Aim of the exercise: Beginning with the line below that contains "use std::time::Duration;" and ending with the line that contains "(frames are dropped)", copy every line exactly. Copy nothing else.
─── Exercise input
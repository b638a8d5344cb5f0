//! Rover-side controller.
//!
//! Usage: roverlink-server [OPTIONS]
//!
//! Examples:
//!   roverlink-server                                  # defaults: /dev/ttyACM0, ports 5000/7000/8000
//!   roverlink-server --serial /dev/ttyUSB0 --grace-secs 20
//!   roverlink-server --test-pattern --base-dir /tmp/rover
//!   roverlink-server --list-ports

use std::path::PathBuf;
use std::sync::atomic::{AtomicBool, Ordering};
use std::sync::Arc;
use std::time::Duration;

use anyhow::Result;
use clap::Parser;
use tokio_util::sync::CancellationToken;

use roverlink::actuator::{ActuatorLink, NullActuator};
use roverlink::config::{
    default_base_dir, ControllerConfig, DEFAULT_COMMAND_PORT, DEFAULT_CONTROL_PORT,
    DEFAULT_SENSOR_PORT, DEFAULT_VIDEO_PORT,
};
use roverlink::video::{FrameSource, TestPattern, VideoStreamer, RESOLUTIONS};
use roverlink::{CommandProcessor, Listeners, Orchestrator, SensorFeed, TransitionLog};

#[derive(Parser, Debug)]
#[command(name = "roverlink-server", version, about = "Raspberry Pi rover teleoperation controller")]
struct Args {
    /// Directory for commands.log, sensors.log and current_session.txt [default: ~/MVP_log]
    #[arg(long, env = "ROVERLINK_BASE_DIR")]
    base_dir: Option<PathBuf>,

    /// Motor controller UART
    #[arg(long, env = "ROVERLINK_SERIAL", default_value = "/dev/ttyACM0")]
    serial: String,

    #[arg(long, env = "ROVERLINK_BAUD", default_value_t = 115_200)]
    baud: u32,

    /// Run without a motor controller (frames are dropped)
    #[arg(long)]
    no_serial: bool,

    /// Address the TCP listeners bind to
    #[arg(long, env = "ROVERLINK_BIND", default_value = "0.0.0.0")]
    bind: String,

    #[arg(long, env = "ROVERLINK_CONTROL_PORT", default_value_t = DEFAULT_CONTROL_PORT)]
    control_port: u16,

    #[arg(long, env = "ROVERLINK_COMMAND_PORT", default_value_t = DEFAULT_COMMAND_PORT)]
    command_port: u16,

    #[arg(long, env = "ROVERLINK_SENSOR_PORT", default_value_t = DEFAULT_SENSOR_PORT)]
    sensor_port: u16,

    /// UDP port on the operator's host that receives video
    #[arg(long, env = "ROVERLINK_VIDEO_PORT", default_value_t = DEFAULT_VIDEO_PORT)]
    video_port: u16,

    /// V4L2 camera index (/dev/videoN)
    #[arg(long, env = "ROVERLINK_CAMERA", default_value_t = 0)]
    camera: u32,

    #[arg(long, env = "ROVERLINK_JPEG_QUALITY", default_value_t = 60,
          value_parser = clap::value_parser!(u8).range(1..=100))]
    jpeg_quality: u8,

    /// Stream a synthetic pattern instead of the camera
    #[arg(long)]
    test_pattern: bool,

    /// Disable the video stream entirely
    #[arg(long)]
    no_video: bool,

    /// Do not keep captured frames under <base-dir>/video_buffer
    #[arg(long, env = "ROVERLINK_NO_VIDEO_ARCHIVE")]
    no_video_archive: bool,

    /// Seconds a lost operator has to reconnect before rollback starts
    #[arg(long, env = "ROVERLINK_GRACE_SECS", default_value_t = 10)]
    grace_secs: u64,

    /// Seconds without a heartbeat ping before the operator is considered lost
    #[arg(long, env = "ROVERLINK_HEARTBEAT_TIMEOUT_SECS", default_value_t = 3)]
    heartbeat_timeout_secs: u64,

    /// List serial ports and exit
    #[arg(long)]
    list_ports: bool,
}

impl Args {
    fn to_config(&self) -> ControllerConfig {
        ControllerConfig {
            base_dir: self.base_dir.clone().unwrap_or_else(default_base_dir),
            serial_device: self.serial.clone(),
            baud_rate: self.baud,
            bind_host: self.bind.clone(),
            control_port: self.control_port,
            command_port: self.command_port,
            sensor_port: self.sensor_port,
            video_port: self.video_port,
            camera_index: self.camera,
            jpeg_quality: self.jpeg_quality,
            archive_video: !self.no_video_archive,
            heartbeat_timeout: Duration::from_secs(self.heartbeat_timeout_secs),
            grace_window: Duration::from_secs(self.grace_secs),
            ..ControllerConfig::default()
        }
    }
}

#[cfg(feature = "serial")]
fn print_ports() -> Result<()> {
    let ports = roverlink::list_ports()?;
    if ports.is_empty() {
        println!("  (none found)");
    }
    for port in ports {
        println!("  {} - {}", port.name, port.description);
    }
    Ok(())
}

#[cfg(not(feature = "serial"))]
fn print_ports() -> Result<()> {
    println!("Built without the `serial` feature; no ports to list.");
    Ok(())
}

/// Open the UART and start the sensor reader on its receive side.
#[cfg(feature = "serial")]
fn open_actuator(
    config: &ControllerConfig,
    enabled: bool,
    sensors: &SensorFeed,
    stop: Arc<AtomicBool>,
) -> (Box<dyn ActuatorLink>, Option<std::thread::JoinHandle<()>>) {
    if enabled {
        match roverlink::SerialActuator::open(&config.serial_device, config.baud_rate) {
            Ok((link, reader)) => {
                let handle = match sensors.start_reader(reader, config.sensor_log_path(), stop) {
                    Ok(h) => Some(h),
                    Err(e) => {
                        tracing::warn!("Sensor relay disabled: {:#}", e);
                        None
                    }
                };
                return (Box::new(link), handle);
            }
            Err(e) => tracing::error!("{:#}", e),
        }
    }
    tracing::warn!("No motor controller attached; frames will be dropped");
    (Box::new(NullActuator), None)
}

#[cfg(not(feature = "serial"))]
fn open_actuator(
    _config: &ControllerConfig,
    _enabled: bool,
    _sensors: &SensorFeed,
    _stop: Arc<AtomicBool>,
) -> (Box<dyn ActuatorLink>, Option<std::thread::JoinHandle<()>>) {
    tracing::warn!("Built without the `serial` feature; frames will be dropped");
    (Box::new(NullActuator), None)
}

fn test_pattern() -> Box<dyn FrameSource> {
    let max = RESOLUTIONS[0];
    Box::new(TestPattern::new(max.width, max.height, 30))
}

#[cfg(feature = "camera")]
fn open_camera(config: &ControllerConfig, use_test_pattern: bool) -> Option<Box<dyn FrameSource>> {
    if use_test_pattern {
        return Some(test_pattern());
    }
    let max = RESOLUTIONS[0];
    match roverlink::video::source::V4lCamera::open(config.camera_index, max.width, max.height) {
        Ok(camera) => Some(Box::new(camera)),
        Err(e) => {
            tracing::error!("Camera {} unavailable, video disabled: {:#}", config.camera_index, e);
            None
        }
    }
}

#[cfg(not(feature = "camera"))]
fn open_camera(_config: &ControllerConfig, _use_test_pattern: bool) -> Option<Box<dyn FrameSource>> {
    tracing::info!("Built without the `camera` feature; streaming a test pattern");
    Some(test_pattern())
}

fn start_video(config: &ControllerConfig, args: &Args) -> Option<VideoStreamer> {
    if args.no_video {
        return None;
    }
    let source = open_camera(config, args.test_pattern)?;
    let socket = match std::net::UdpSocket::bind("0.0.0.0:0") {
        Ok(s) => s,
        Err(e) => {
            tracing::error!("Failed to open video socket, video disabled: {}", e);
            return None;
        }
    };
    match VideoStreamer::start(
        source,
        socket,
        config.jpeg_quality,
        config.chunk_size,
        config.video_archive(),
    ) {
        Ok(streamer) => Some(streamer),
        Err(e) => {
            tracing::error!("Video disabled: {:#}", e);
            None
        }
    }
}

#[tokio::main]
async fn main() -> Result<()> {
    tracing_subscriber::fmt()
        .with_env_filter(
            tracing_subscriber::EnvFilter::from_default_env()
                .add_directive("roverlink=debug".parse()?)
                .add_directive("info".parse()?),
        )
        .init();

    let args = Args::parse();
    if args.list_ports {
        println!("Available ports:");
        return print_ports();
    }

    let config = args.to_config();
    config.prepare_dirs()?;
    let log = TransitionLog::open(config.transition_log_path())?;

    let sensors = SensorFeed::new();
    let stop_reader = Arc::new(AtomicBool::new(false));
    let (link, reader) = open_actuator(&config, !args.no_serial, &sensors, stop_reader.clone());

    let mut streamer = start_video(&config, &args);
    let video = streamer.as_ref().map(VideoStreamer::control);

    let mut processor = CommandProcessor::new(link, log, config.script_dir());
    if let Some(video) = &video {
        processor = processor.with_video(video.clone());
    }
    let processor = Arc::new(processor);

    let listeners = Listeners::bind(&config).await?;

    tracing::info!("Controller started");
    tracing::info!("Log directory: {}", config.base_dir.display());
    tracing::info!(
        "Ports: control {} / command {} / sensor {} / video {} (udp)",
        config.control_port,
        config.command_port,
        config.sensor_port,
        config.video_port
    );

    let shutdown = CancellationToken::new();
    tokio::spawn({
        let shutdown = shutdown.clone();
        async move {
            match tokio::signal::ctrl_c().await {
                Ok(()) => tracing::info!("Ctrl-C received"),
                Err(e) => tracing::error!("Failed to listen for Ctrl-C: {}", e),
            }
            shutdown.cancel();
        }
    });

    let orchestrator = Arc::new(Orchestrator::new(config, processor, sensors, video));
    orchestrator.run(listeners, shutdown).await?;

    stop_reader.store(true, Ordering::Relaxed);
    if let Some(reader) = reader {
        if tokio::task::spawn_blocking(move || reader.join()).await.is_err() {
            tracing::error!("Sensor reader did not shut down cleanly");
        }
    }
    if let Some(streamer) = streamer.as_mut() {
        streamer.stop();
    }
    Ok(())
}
──────
─── Exercise input
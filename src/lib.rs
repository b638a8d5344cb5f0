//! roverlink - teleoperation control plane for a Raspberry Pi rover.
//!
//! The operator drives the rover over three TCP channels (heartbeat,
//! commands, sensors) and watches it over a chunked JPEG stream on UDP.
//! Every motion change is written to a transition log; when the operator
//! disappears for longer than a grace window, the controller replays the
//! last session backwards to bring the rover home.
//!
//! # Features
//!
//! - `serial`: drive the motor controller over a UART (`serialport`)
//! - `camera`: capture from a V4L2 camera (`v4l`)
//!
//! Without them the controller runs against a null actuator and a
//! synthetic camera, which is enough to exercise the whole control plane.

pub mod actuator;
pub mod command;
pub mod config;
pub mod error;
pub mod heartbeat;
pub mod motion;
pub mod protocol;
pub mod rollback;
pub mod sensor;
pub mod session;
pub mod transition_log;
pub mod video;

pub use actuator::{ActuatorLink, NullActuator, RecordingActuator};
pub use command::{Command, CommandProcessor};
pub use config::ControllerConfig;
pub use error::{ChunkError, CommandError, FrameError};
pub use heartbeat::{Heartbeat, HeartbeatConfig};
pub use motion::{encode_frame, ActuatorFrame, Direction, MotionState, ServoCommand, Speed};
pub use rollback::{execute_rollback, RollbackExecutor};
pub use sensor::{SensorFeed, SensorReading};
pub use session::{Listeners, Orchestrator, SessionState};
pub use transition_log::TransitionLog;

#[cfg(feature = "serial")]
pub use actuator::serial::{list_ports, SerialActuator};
──────
Answer:
use std::time::Duration;

use anyhow::Result;
use clap::Parser;
use tokio_util::sync::CancellationToken;

use roverlink::actuator::{ActuatorLink, NullActuator};
use roverlink::config::{
    default_base_dir, ControllerConfig, DEFAULT_COMMAND_PORT, DEFAULT_CONTROL_PORT,
    DEFAULT_SENSOR_PORT, DEFAULT_VIDEO_PORT,
};
use roverlink::video::{FrameSource, TestPattern, VideoStreamer, RESOLUTIONS};
use roverlink::{CommandProcessor, Listeners, Orchestrator, SensorFeed, TransitionLog};

#[derive(Parser, Debug)]
#[command(name = "roverlink-server", version, about = "Raspberry Pi rover teleoperation controller")]
struct Args {
    /// Directory for commands.log, sensors.log and current_session.txt [default: ~/MVP_log]
    #[arg(long, env = "ROVERLINK_BASE_DIR")]
    base_dir: Option<PathBuf>,

    /// Motor controller UART
    #[arg(long, env = "ROVERLINK_SERIAL", default_value = "/dev/ttyACM0")]
    serial: String,

    #[arg(long, env = "ROVERLINK_BAUD", default_value_t = 115_200)]
    baud: u32,

    /// Run without a motor controller (frames are dropped)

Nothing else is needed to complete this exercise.